PROBLEM TO WORK ON:
Copy each line below that has "reason".

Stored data

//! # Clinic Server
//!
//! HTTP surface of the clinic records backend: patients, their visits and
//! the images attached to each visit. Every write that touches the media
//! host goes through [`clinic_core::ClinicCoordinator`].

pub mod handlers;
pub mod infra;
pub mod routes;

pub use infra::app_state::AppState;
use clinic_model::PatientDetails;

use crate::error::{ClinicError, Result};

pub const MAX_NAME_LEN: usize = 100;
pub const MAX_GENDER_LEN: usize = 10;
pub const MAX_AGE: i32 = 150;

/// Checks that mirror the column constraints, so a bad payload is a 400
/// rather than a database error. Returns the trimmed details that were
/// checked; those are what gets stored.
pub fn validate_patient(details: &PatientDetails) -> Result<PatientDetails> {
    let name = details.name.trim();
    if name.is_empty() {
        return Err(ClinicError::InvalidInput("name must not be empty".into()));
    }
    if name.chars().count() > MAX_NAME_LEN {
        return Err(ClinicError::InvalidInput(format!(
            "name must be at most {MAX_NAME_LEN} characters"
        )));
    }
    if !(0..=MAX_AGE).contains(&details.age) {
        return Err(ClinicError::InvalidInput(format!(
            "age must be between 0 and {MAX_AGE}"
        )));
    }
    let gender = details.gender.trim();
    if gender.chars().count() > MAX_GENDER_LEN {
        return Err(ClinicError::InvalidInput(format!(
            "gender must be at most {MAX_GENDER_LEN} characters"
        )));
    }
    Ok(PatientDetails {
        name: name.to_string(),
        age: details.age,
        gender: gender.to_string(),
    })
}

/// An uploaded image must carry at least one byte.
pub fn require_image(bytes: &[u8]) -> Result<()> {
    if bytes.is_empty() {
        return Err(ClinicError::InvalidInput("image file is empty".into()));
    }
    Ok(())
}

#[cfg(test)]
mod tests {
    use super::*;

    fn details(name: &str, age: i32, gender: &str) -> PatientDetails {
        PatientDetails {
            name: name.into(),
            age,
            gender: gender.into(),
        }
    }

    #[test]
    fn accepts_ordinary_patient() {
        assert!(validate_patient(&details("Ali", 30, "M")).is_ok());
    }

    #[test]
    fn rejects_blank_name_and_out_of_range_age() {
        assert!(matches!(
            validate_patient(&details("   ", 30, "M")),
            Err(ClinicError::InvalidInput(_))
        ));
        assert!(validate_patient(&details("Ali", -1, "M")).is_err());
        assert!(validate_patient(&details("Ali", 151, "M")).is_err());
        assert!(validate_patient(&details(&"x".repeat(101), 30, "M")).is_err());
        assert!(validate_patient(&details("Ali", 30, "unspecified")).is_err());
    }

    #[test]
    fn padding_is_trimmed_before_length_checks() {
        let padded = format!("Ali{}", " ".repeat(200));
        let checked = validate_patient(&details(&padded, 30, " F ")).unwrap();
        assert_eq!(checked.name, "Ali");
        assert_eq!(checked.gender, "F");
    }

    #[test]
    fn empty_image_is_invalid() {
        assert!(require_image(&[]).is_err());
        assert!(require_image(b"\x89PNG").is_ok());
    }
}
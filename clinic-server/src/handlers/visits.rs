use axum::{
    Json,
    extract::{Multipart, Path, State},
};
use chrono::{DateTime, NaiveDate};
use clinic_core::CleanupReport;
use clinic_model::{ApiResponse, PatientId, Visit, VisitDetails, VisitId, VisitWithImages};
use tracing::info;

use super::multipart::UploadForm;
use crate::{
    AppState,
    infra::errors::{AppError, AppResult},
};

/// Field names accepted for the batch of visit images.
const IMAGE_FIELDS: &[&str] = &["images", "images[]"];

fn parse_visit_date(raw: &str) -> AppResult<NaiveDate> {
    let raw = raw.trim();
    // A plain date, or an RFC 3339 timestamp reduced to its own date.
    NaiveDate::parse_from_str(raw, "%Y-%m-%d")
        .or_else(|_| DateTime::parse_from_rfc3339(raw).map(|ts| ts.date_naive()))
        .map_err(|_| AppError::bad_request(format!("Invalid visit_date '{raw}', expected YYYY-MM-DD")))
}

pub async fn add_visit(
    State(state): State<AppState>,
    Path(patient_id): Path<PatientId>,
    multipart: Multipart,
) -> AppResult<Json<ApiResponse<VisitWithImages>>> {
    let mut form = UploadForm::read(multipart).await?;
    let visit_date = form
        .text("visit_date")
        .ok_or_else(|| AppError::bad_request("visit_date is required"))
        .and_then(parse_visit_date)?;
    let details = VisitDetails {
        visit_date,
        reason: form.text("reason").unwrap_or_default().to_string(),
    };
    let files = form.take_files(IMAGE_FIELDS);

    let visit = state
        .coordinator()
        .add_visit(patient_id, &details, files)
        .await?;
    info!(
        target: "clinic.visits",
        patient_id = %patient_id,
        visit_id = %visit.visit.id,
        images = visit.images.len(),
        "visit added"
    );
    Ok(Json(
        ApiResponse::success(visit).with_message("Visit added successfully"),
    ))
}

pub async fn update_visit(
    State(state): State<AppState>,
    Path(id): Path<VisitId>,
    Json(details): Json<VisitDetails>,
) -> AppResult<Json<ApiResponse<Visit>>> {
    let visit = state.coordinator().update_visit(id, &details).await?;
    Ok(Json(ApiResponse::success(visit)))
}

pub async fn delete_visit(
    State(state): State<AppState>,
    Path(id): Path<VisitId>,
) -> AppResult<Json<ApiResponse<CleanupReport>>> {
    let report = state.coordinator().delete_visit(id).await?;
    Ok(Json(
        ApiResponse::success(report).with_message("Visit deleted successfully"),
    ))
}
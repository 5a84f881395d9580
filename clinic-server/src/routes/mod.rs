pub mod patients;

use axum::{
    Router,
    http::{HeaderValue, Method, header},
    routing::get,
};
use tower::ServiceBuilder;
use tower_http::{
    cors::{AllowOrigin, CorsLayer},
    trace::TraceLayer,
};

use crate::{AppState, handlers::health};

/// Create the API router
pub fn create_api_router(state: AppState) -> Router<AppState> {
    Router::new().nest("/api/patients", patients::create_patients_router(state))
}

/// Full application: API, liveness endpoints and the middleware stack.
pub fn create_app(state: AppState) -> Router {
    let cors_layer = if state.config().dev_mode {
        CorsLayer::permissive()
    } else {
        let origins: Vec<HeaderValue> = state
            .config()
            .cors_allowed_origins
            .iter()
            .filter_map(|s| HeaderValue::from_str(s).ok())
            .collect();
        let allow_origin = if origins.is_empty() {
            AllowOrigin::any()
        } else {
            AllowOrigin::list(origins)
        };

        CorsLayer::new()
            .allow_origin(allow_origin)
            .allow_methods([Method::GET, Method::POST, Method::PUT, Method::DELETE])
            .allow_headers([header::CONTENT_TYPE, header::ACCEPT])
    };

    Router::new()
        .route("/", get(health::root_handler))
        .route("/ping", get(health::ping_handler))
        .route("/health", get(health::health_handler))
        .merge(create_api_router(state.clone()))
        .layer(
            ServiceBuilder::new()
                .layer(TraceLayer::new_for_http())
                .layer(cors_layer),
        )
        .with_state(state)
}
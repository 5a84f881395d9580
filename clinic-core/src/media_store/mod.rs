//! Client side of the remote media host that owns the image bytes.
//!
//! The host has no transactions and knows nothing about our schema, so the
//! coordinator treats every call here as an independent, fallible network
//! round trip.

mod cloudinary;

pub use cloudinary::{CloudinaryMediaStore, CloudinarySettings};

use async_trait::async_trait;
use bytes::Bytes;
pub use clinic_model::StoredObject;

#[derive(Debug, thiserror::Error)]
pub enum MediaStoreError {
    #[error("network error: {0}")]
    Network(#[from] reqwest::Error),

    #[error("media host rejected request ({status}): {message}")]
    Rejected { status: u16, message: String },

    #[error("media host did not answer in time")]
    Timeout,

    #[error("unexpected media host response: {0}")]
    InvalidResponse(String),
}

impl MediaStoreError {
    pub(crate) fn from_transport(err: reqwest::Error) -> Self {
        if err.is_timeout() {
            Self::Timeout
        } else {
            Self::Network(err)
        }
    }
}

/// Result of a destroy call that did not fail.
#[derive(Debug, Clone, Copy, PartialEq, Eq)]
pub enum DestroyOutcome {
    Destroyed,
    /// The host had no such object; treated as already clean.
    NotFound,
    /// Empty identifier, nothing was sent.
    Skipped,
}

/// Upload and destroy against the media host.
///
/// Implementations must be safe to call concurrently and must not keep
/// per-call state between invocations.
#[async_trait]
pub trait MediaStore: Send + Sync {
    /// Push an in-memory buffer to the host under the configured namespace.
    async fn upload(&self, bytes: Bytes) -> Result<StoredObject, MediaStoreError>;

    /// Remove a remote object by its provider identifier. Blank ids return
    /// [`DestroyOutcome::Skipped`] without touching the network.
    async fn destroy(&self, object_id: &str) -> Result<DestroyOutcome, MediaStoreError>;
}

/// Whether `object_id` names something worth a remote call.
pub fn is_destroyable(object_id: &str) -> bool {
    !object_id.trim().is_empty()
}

--

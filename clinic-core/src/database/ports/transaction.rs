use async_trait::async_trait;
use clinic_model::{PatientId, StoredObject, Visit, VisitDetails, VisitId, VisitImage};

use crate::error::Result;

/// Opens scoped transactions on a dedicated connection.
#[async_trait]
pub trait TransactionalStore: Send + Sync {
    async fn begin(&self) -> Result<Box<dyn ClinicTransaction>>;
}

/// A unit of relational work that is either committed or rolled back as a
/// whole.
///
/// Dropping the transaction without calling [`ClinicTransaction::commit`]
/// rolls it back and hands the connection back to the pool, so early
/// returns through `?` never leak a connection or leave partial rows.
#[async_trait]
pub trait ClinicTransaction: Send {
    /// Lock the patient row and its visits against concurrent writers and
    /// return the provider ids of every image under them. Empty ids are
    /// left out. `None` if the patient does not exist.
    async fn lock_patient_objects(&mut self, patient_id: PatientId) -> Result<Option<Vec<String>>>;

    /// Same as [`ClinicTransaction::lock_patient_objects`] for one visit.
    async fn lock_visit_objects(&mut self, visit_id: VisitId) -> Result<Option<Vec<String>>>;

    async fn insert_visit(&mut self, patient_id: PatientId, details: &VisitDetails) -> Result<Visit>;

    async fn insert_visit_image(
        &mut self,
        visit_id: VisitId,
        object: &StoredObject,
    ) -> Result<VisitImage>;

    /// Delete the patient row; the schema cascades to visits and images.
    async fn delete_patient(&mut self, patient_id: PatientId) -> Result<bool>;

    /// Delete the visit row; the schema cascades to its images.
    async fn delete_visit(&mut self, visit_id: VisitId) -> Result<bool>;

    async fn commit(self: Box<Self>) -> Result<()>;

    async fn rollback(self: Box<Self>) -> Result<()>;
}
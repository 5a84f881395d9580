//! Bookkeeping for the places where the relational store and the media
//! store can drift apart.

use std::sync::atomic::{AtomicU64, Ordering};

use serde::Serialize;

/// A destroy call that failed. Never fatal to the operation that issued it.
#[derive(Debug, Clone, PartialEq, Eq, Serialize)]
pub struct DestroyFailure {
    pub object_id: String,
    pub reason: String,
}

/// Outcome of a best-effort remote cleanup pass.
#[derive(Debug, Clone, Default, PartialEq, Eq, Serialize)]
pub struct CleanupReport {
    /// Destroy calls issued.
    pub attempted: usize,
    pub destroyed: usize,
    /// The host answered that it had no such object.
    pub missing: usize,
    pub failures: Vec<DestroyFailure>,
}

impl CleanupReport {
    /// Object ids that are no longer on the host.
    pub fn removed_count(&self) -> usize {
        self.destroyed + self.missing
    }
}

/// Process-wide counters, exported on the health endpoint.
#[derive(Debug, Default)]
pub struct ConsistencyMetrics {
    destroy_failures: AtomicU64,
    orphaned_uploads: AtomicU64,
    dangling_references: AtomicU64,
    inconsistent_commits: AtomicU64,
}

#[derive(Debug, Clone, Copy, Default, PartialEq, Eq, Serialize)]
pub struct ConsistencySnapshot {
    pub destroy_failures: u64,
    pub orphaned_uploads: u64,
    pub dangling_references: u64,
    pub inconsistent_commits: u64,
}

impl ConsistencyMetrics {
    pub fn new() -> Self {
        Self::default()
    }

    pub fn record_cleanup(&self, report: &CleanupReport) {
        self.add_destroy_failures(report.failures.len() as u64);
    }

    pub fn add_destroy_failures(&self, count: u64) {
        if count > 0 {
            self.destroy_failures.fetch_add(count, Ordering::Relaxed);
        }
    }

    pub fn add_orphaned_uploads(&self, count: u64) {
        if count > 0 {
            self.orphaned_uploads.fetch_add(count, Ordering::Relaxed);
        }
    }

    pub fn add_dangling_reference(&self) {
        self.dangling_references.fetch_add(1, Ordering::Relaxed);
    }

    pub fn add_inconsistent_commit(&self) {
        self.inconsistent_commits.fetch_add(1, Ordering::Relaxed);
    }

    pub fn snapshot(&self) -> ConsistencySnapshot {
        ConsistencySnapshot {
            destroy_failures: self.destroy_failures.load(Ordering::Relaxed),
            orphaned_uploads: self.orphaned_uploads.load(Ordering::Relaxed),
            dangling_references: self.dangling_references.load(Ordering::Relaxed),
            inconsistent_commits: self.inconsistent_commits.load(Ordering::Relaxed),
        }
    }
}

OUTPUT FOR THIS EXERCISE:
        reason: form.text("reason").unwrap_or_default().to_string(),
    pub reason: String,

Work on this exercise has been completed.